One other thought: Go to your local newspaper; they may be interested in the human-interest story of a homeowner whose water was shut off and the water department says you don’t exist.
DEAR BENNY: We entered into a contract to purchase a property for $350,000 from a speculator that was in the process of being foreclosed in late 2007. The negotiated price was just sufficient to cover the seller’s mortgage and closing costs including broker fees, but upon receiving the preliminary settlement statement from the title company, the seller disclosed two additional secondary mortgages totaling $130,000.
As these loans were not discovered during the title search, the title company further reviewed the mortgages and determined that the liens had not been properly recorded and therefore were not valid claims against the property. As the title company issued a clean policy, our attorney did not take issue and we completed the purchase of the property in January 2008.
Approximately eight months later, we received a letter from an attorney threatening to foreclose on the property on behalf of the persons who had loaned the seller/speculator funds from their 401(k) accounts.
We contacted the title company but were informed that our claim was premature, as the parties had not formally attempted to foreclose on the property. We never did hear from that attorney again, and in January 2009, we refinanced the property with a local bank without any problem and later completed a $300,000 renovation/expansion project.
In September 2011, we applied to refinance our mortgage through our existing bank (same as in 2009). When the bank’s new title company (different from 2009) performed the title search, the two secondary mortgage liens appeared on the document. The new title company reviewed the documentation from 2009 and 2008 and indemnified the title policy so that we were again able to refinance the property.
However, our bank recommended that we pursue a claim with our original title company because the two secondary mortgages were now appearing on the title policy. We then learned that the original title company had since been acquired by another during the economic recession.
We filed a claim with the successor title company, and were again informed that our claim was premature because we had not incurred any loss. I had thought the reason for obtaining and paying for title insurance was to protect against potential claims against a property, and therefore the title company should take action to clear the title because the original policy had been issued unencumbered.
While we have no plans to sell the property, I am concerned that someday we could find ourselves in a situation where we want to or are forced to sell, and that potential buyers would be spooked by the presence of the two "invalid" mortgage liens on the title policy.

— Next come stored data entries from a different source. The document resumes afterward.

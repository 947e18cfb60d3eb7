//! Integration tests for overload-dispatch.
//!
//! These tests drive overloaded methods end to end through the public API.

use std::sync::LazyLock;

use overload_dispatch::overload::{OverloadEntry, SignatureKind};
use overload_dispatch::schema::{ObjectSchema, Schema, TupleSchema, NO_PARAMS};
use overload_dispatch::{args, BoxFuture, NoMatchingOverload, OverloadSet, OverloadedMethod};
use serde_json::{json, Value};

#[derive(Debug, Default)]
struct Shelf {
    books: Vec<String>,
    calls: Vec<&'static str>,
}

/// `shelf.add()` overloads used by several tests.
fn add_method() -> OverloadedMethod<Shelf, Result<usize, NoMatchingOverload>> {
    let set = OverloadSet::new()
        .none(|shelf: &mut Shelf| {
            shelf.calls.push("none");
            Ok(shelf.books.len())
        })
        .fixed(
            [Schema::String, Schema::Integer],
            |shelf: &mut Shelf, (title, copies): (String, usize)| {
                shelf.calls.push("copies");
                shelf.books.extend(std::iter::repeat(title).take(copies));
                Ok(shelf.books.len())
            },
        )
        .single(Schema::String, |shelf: &mut Shelf, title: String| {
            shelf.calls.push("single");
            shelf.books.push(title);
            Ok(shelf.books.len())
        });

    let overloads = set.signatures();
    set.decorate("add", move |shelf: &mut Shelf, args| {
        shelf.calls.push("fallback");
        let count = args.len().to_string();
        Err(NoMatchingOverload::new(
            overloads.clone(),
            ["add:", "no overload takes", count.as_str(), "argument(s)"],
        ))
    })
}

/// Test that each argument shape reaches its own handler.
#[test]
fn test_each_shape_reaches_its_handler() {
    let add = add_method();
    let mut shelf = Shelf::default();

    assert_eq!(add.call(&mut shelf, args!["Dune"]).unwrap().unwrap(), 1);
    assert_eq!(add.call(&mut shelf, args!["Emma", 2]).unwrap().unwrap(), 3);
    assert_eq!(add.call(&mut shelf, args![]).unwrap().unwrap(), 3);

    assert_eq!(shelf.books, vec!["Dune", "Emma", "Emma"]);
    assert_eq!(shelf.calls, vec!["single", "copies", "none"]);
}

/// Test that an unmatched call runs the fallback and its error is returned untouched.
#[test]
fn test_fallback_error_is_passed_through() {
    let add = add_method();
    let mut shelf = Shelf::default();

    let err = add
        .call(&mut shelf, args![1, 2, 3])
        .unwrap()
        .unwrap_err();

    assert_eq!(err.message, "add: no overload takes 3 argument(s)");
    assert_eq!(err.overloads, add.signatures());
    assert_eq!(shelf.calls, vec!["fallback"]);
    assert!(shelf.books.is_empty());
}

/// Test the earlier declaration wins when two overloads accept the same call.
#[test]
fn test_first_declared_match_wins() {
    let method = OverloadSet::<(), &'static str>::new()
        .single(Schema::Any, |_, _: Value| "H1")
        .single(Schema::String, |_, _: String| "H2")
        .decorate("pick", |_, _| "fallback");

    assert_eq!(method.call(&mut (), args!["x"]).unwrap(), "H1");

    let reversed = OverloadSet::<(), &'static str>::new()
        .single(Schema::String, |_, _: String| "H2")
        .single(Schema::Any, |_, _: Value| "H1")
        .decorate("pick", |_, _| "fallback");

    assert_eq!(reversed.call(&mut (), args!["x"]).unwrap(), "H2");
    assert_eq!(reversed.call(&mut (), args![5]).unwrap(), "H1");
}

/// Test that a zero-argument call only matches the NO_PARAMS overload.
#[test]
fn test_no_params_marker() {
    let method = OverloadSet::<(), Value>::new()
        .overload(NO_PARAMS, None, |_, (): ()| json!("none"))
        .single(Schema::String, |_, s: String| json!(s.len()))
        .decorate("size", |_, _| Value::Null);

    assert_eq!(method.call(&mut (), args![]).unwrap(), json!("none"));
    assert_eq!(method.call(&mut (), args!["abc"]).unwrap(), json!(3));
    assert_eq!(method.call(&mut (), args![null]).unwrap(), Value::Null);
}

/// Test fixed tuples pass values positionally and reject extra arguments.
#[test]
fn test_fixed_tuple() {
    let method = OverloadSet::<(), Option<(String, i64)>>::new()
        .fixed([Schema::String, Schema::Number], |_, pair: (String, i64)| Some(pair))
        .decorate("pair", |_, _| None);

    assert_eq!(
        method.call(&mut (), args!["a", 1]).unwrap(),
        Some(("a".to_string(), 1))
    );
    assert_eq!(method.call(&mut (), args!["a", 1, 2]).unwrap(), None);
    assert_eq!(method.call(&mut (), args!["a"]).unwrap(), None);
}

/// Test a variadic tuple spreads every value, including an empty tail.
#[test]
fn test_variadic_tail() {
    let method = OverloadSet::<(), Vec<Value>>::new()
        .variadic([Schema::String], Schema::Number, |_, all: Vec<Value>| all)
        .decorate("collect", |_, _| Vec::new());

    assert_eq!(
        method.call(&mut (), args!["r", 1, 2, 3]).unwrap(),
        vec![json!("r"), json!(1), json!(2), json!(3)]
    );
    assert_eq!(method.call(&mut (), args!["r"]).unwrap(), vec![json!("r")]);
    assert!(method.call(&mut (), args!["r", "s"]).unwrap().is_empty());
}

/// Test a rest overload receives every argument, and a classified array schema behaves the same.
#[test]
fn test_rest_array() {
    let method = OverloadSet::<(), f64>::new()
        .rest(Schema::Number, |_, xs: Vec<f64>| xs.iter().sum())
        .decorate("sum", |_, _| f64::NAN);

    assert_eq!(method.call(&mut (), args![1, 2, 3.5]).unwrap(), 6.5);
    assert_eq!(method.call(&mut (), args![]).unwrap(), 0.0);
    assert!(method.call(&mut (), args![1, "2"]).unwrap().is_nan());

    let classified = OverloadSet::<(), f64>::new()
        .overload(Schema::array(Schema::Number), None, |_, xs: Vec<f64>| xs.iter().sum())
        .decorate("sum", |_, _| f64::NAN);
    assert_eq!(classified.call(&mut (), args![4, 5]).unwrap(), 9.0);
}

/// Test the single-value arity guard, including the zero default.
#[test]
fn test_single_value_arity_guard() {
    let method = OverloadSet::<(), &'static str>::new()
        .overload(Schema::Any, None, |_, _: Value| "zero")
        .single_with_arity(Schema::String, 2, |_, _: String| "two")
        .single(Schema::Any, |_, _: Value| "one")
        .decorate("arity", |_, _| "fallback");

    // Undeclared arity is zero: the broad schema only sees an empty call.
    assert_eq!(method.call(&mut (), args![]).unwrap(), "zero");
    assert_eq!(method.call(&mut (), args!["x"]).unwrap(), "one");
    assert_eq!(method.call(&mut (), args!["x", 1]).unwrap(), "two");
    assert_eq!(method.call(&mut (), args![1, 1]).unwrap(), "fallback");
    assert_eq!(method.call(&mut (), args![1, 2, 3]).unwrap(), "fallback");
}

/// Test handlers receive parsed values, not the raw arguments.
#[test]
fn test_handlers_receive_parsed_values() {
    let method = OverloadSet::<(), Value>::new()
        .single(
            ObjectSchema::new().field("name", Schema::String).into(),
            |_, user: Value| user,
        )
        .single(
            Schema::custom("trimmed", |v| {
                v.as_str()
                    .map(|s| json!(s.trim()))
                    .ok_or_else(|| "not a string".to_string())
            }),
            |_, s: Value| s,
        )
        .decorate("parse", |_, _| Value::Null);

    assert_eq!(
        method.call(&mut (), args![{"name": "ann", "role": "admin"}]).unwrap(),
        json!({"name": "ann"})
    );
    assert_eq!(method.call(&mut (), args!["  padded  "]).unwrap(), json!("padded"));
}

/// Test integral floats reach integer-typed handlers instead of failing to decode.
#[test]
fn test_integral_floats_reach_integer_handlers() {
    let method = OverloadSet::<(), i64>::new()
        .single(Schema::Integer, |_, n: i64| n * 10)
        .rest(Schema::Integer, |_, xs: Vec<usize>| xs.iter().sum::<usize>() as i64)
        .decorate("scale", |_, _| -1);

    assert!(method.rows(&args![2.0])[0].is_match());
    assert_eq!(method.call(&mut (), args![2.0]).unwrap(), 20);
    assert_eq!(method.call(&mut (), args![1, 2.0, 3.0]).unwrap(), 6);
    assert_eq!(method.call(&mut (), args![2.5]).unwrap(), -1);
}

/// Test a union that admits a missing value matches a call with no arguments.
#[test]
fn test_optional_union_matches_empty_call() {
    let method = OverloadSet::<(), &'static str>::new()
        .overload(Schema::String.optional().or(Schema::Number), None, |_, _: Value| "maybe")
        .decorate("maybe", |_, _| "fallback");

    assert_eq!(method.call(&mut (), args![]).unwrap(), "maybe");
    assert_eq!(method.call(&mut (), args!["x"]).unwrap(), "fallback");
}

/// Test the fallback sees the original, unparsed arguments.
#[test]
fn test_fallback_receives_original_arguments() {
    let method = OverloadSet::<Vec<Value>, ()>::new()
        .single(Schema::Number, |_, _: f64| ())
        .decorate("record", |seen: &mut Vec<Value>, args| seen.extend(args));

    let mut seen = Vec::new();
    method.call(&mut seen, args!["a", {"b": [1]}]).unwrap();
    assert_eq!(seen, vec![json!("a"), json!({"b": [1]})]);
}

/// Test resolve exposes the canonical rows without invoking anything.
#[test]
fn test_resolve_reports_rows() {
    let method = OverloadSet::<(), ()>::new()
        .none(|_| ())
        .entry(OverloadEntry::<(), ()>::new(
            Schema::Tuple(TupleSchema::new([Schema::Bool])),
            |_, _: (bool,)| (),
        ))
        .decorate("flag", |_, _| ());

    let rows = method.rows(&args![true]);
    assert_eq!(rows.len(), 2);
    assert!(!rows[0].is_match());
    assert_eq!(rows[0].kind, SignatureKind::NoArgs);
    assert!(rows[1].is_match());

    let selected = method.resolve(&args![true]).unwrap();
    assert_eq!(selected.index, 1);
    assert_eq!(selected.kind, SignatureKind::Fixed);
}

static GREET: LazyLock<OverloadedMethod<Greeter, Result<String, NoMatchingOverload>>> =
    LazyLock::new(|| {
        OverloadSet::new()
            .none(|g: &mut Greeter| Ok(format!("{}!", g.salutation)))
            .single(Schema::String, |g: &mut Greeter, name: String| {
                Ok(format!("{}, {name}!", g.salutation))
            })
            .decorate("greet", |_: &mut Greeter, _| {
                Err(GREET.no_match(["greet:", "expected", "a", "name"]))
            })
    });

struct Greeter {
    salutation: &'static str,
}

impl Greeter {
    fn greet(&mut self, args: Vec<Value>) -> Result<String, NoMatchingOverload> {
        GREET.call(self, args).expect("greet handlers take strings")
    }
}

/// Test the static-method pattern, including raising the no-match signal from the fallback.
#[test]
fn test_static_method_on_receiver() {
    let mut greeter = Greeter { salutation: "Hi" };

    assert_eq!(greeter.greet(args![]).unwrap(), "Hi!");
    assert_eq!(greeter.greet(args!["Bo"]).unwrap(), "Hi, Bo!");

    let err = greeter.greet(args![42]).unwrap_err();
    assert_eq!(err.to_string(), "greet: expected a name");
    assert_eq!(err.overloads.len(), 2);
    assert_eq!(GREET.name(), "greet");
}

/// Test async handlers: the dispatcher returns the future and the caller awaits it.
#[tokio::test]
async fn test_async_handlers() {
    let method = OverloadSet::<u32, BoxFuture<'static, String>>::new()
        .single(Schema::String, |base: &mut u32, s: String| {
            let base = *base;
            Box::pin(async move { format!("{s}{base}") }) as BoxFuture<'static, String>
        })
        .decorate("fetch", |_: &mut u32, _| {
            Box::pin(async { "fallback".to_string() }) as BoxFuture<'static, String>
        });

    let mut base = 7;
    assert_eq!(method.call(&mut base, args!["v"]).unwrap().await, "v7");
    assert_eq!(method.call(&mut base, args![]).unwrap().await, "fallback");
}

/// Test calls on a shared method do not interact.
#[test]
fn test_concurrent_calls_are_independent() {
    let method = std::sync::Arc::new(
        OverloadSet::<usize, usize>::new()
            .rest(Schema::Integer, |acc: &mut usize, xs: Vec<usize>| {
                *acc += xs.iter().sum::<usize>();
                *acc
            })
            .decorate("accumulate", |acc: &mut usize, _| *acc),
    );

    let handles: Vec<_> = (1..=4usize)
        .map(|n| {
            let method = method.clone();
            std::thread::spawn(move || {
                let mut acc = 0;
                for _ in 0..100 {
                    method.call(&mut acc, args![n]).unwrap();
                }
                acc
            })
        })
        .collect();

    let totals: Vec<usize> = handles.into_iter().map(|h| h.join().unwrap()).collect();
    assert_eq!(totals, vec![100, 200, 300, 400]);
}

What are your thoughts, and how should we proceed? –Brad
DEAR BRAD: The answer depends on whom you talk with. Many title insurers will take the position outlined in your letter and deny coverage because the claim is "premature." But most attorneys who do not represent title companies would insist that the original title company clear this up at their expense.
Were those two mortgages actually recorded before you went to settlement? When you were contacted by the attorney who threatened foreclosure, you should have immediately discussed the matter with your attorney. Because the original title company was aware of the existence of two mortgages, I believe it should not have ignored you and called it "premature."

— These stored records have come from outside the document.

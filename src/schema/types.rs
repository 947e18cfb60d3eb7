//! Schema definitions and their display form.

use std::fmt;
use std::sync::Arc;

use serde_json::Value;

/// Reserved marker for "expect zero arguments".
///
/// As a standalone value schema it accepts only a missing value. Classified
/// as an overload signature it becomes [`Signature::NoArgs`](crate::overload::Signature::NoArgs).
pub const NO_PARAMS: Schema = Schema::Absent;

/// Runtime schema over dynamic values.
#[derive(Debug, Clone, PartialEq)]
pub enum Schema {
    /// Any value, including a missing one.
    Any,
    /// Only a missing value.
    Absent,
    /// `null`.
    Null,
    /// `true` or `false`.
    Bool,
    /// Any JSON number.
    Number,
    /// A number with no fractional part.
    Integer,
    /// A string.
    String,
    /// Exactly this value.
    Literal(Value),
    /// Homogeneous array.
    Array(Box<Schema>),
    /// Fixed-position array, optionally with a variadic tail.
    Tuple(TupleSchema),
    /// Object with declared fields.
    Object(ObjectSchema),
    /// The inner schema, or a missing value.
    Optional(Box<Schema>),
    /// The inner schema, or `null`.
    Nullable(Box<Schema>),
    /// First alternative that accepts the value.
    Union(Vec<Schema>),
    /// Caller-supplied refinement or transform.
    Custom(CustomSchema),
}

impl Schema {
    /// Homogeneous array of `element`.
    pub fn array(element: Schema) -> Self {
        Schema::Array(Box::new(element))
    }

    /// Fixed-length tuple.
    pub fn tuple(items: impl IntoIterator<Item = Schema>) -> Self {
        Schema::Tuple(TupleSchema::new(items))
    }

    /// Tuple with a variadic tail, e.g. `[string, ...number[]]`.
    pub fn variadic(items: impl IntoIterator<Item = Schema>, rest: Schema) -> Self {
        Schema::Tuple(TupleSchema::new(items).rest(rest))
    }

    /// Exactly `value`.
    pub fn literal(value: impl Into<Value>) -> Self {
        Schema::Literal(value.into())
    }

    /// Union of alternatives, tried in order.
    pub fn union(alternatives: impl IntoIterator<Item = Schema>) -> Self {
        Schema::Union(alternatives.into_iter().collect())
    }

    /// Named custom check. The closure returns the parsed value or a reason.
    pub fn custom<F>(name: impl Into<String>, check: F) -> Self
    where
        F: Fn(&Value) -> Result<Value, String> + Send + Sync + 'static,
    {
        Schema::Custom(CustomSchema::new(name, check))
    }

    /// Also accept a missing value.
    pub fn optional(self) -> Self {
        Schema::Optional(Box::new(self))
    }

    /// Also accept `null`.
    pub fn nullable(self) -> Self {
        Schema::Nullable(Box::new(self))
    }

    /// `self`, or else `other`.
    pub fn or(self, other: Schema) -> Self {
        match self {
            Schema::Union(mut alternatives) => {
                alternatives.push(other);
                Schema::Union(alternatives)
            }
            first => Schema::Union(vec![first, other]),
        }
    }

    /// True for the reserved zero-argument marker.
    pub fn is_no_params(&self) -> bool {
        matches!(self, Schema::Absent)
    }
}

impl From<TupleSchema> for Schema {
    fn from(tuple: TupleSchema) -> Self {
        Schema::Tuple(tuple)
    }
}

impl From<ObjectSchema> for Schema {
    fn from(object: ObjectSchema) -> Self {
        Schema::Object(object)
    }
}

/// Ordered positional items plus an optional variadic tail.
#[derive(Debug, Clone, PartialEq, Default)]
pub struct TupleSchema {
    /// Leading positional items.
    pub items: Vec<Schema>,
    /// Schema for every element past `items`, if the tuple is variadic.
    pub rest: Option<Box<Schema>>,
}

impl TupleSchema {
    /// Fixed-length tuple of `items`.
    pub fn new(items: impl IntoIterator<Item = Schema>) -> Self {
        Self {
            items: items.into_iter().collect(),
            rest: None,
        }
    }

    /// Accept any number of trailing elements matching `schema`.
    pub fn rest(mut self, schema: Schema) -> Self {
        self.rest = Some(Box::new(schema));
        self
    }

    /// Smallest accepted length.
    pub fn min_len(&self) -> usize {
        self.items.len()
    }

    /// Largest accepted length, `None` when variadic.
    pub fn max_len(&self) -> Option<usize> {
        match self.rest {
            Some(_) => None,
            None => Some(self.items.len()),
        }
    }
}

/// Policy for object keys that no field declares.
#[derive(Debug, Clone, Copy, PartialEq, Eq, Default)]
pub enum UnknownKeys {
    /// Drop them from the parsed value.
    #[default]
    Strip,
    /// Keep them unvalidated.
    Passthrough,
    /// Reject the object.
    Strict,
}

/// Object with declared fields.
#[derive(Debug, Clone, PartialEq, Default)]
pub struct ObjectSchema {
    /// Declared fields, in declaration order.
    pub fields: Vec<(String, Schema)>,
    /// What to do with undeclared keys.
    pub unknown_keys: UnknownKeys,
}

impl ObjectSchema {
    /// Create an object schema with no fields.
    pub fn new() -> Self {
        Self::default()
    }

    /// Declare a field. Wrap the schema in [`Schema::optional`] to allow it to be missing.
    pub fn field(mut self, name: impl Into<String>, schema: Schema) -> Self {
        self.fields.push((name.into(), schema));
        self
    }

    /// Set the unknown-key policy.
    pub fn unknown_keys(mut self, policy: UnknownKeys) -> Self {
        self.unknown_keys = policy;
        self
    }
}

type CheckFn = dyn Fn(&Value) -> Result<Value, String> + Send + Sync;

/// Named caller-supplied check.
///
/// Two custom schemas are equal only if they share the same closure.
#[derive(Clone)]
pub struct CustomSchema {
    name: String,
    check: Arc<CheckFn>,
}

impl CustomSchema {
    /// Wrap a check closure under a display name.
    pub fn new<F>(name: impl Into<String>, check: F) -> Self
    where
        F: Fn(&Value) -> Result<Value, String> + Send + Sync + 'static,
    {
        Self {
            name: name.into(),
            check: Arc::new(check),
        }
    }

    /// Display name.
    pub fn name(&self) -> &str {
        &self.name
    }

    pub(crate) fn check(&self, value: &Value) -> Result<Value, String> {
        (self.check)(value)
    }
}

impl PartialEq for CustomSchema {
    fn eq(&self, other: &Self) -> bool {
        self.name == other.name && Arc::ptr_eq(&self.check, &other.check)
    }
}

impl fmt::Debug for CustomSchema {
    fn fmt(&self, f: &mut fmt::Formatter<'_>) -> fmt::Result {
        f.debug_struct("CustomSchema")
            .field("name", &self.name)
            .finish_non_exhaustive()
    }
}

impl fmt::Display for Schema {
    fn fmt(&self, f: &mut fmt::Formatter<'_>) -> fmt::Result {
        match self {
            Schema::Any => f.write_str("any"),
            Schema::Absent => f.write_str("undefined"),
            Schema::Null => f.write_str("null"),
            Schema::Bool => f.write_str("boolean"),
            Schema::Number => f.write_str("number"),
            Schema::Integer => f.write_str("integer"),
            Schema::String => f.write_str("string"),
            Schema::Literal(value) => write!(f, "{value}"),
            Schema::Array(element) => write_element(f, element),
            Schema::Tuple(tuple) => write!(f, "{tuple}"),
            Schema::Object(object) => write!(f, "{object}"),
            Schema::Optional(inner) => write!(f, "{inner} | undefined"),
            Schema::Nullable(inner) => write!(f, "{inner} | null"),
            Schema::Union(alternatives) => {
                for (i, alt) in alternatives.iter().enumerate() {
                    if i > 0 {
                        f.write_str(" | ")?;
                    }
                    write!(f, "{alt}")?;
                }
                Ok(())
            }
            Schema::Custom(custom) => f.write_str(&custom.name),
        }
    }
}

/// `T[]`, parenthesized when `T` is itself a union.
pub(crate) fn write_element(f: &mut fmt::Formatter<'_>, element: &Schema) -> fmt::Result {
    match element {
        Schema::Union(_) | Schema::Optional(_) | Schema::Nullable(_) => write!(f, "({element})[]"),
        _ => write!(f, "{element}[]"),
    }
}

impl TupleSchema {
    /// Comma-separated items, without the surrounding brackets.
    pub(crate) fn write_items(&self, f: &mut fmt::Formatter<'_>) -> fmt::Result {
        for (i, item) in self.items.iter().enumerate() {
            if i > 0 {
                f.write_str(", ")?;
            }
            write!(f, "{item}")?;
        }
        if let Some(rest) = &self.rest {
            if !self.items.is_empty() {
                f.write_str(", ")?;
            }
            f.write_str("...")?;
            write_element(f, rest)?;
        }
        Ok(())
    }
}

impl fmt::Display for TupleSchema {
    fn fmt(&self, f: &mut fmt::Formatter<'_>) -> fmt::Result {
        f.write_str("[")?;
        self.write_items(f)?;
        f.write_str("]")
    }
}

impl fmt::Display for ObjectSchema {
    fn fmt(&self, f: &mut fmt::Formatter<'_>) -> fmt::Result {
        if self.fields.is_empty() {
            return f.write_str("{}");
        }
        f.write_str("{ ")?;
        for (i, (name, schema)) in self.fields.iter().enumerate() {
            if i > 0 {
                f.write_str(", ")?;
            }
            match schema {
                Schema::Optional(inner) => write!(f, "{name}?: {inner}")?,
                _ => write!(f, "{name}: {schema}")?,
            }
        }
        f.write_str(" }")
    }
}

But currently, it is what it is. And to date, you do not know whether those two mortgages have been paid off. That is something you (or your lawyer) should determine. Clearly, if the loans no longer exist, they must be released from land records. If all interested parties are not around (or cannot be located), you may have to file a suit to "quiet title."
But if they are still are owed, then you definitely have to file that "quiet title" lawsuit.
In either situation, I would also include all of the title insurance companies you have dealt with thus far as party defendants. I believe one of those companies has to stand up to defend you instead of "kicking the can" down the road.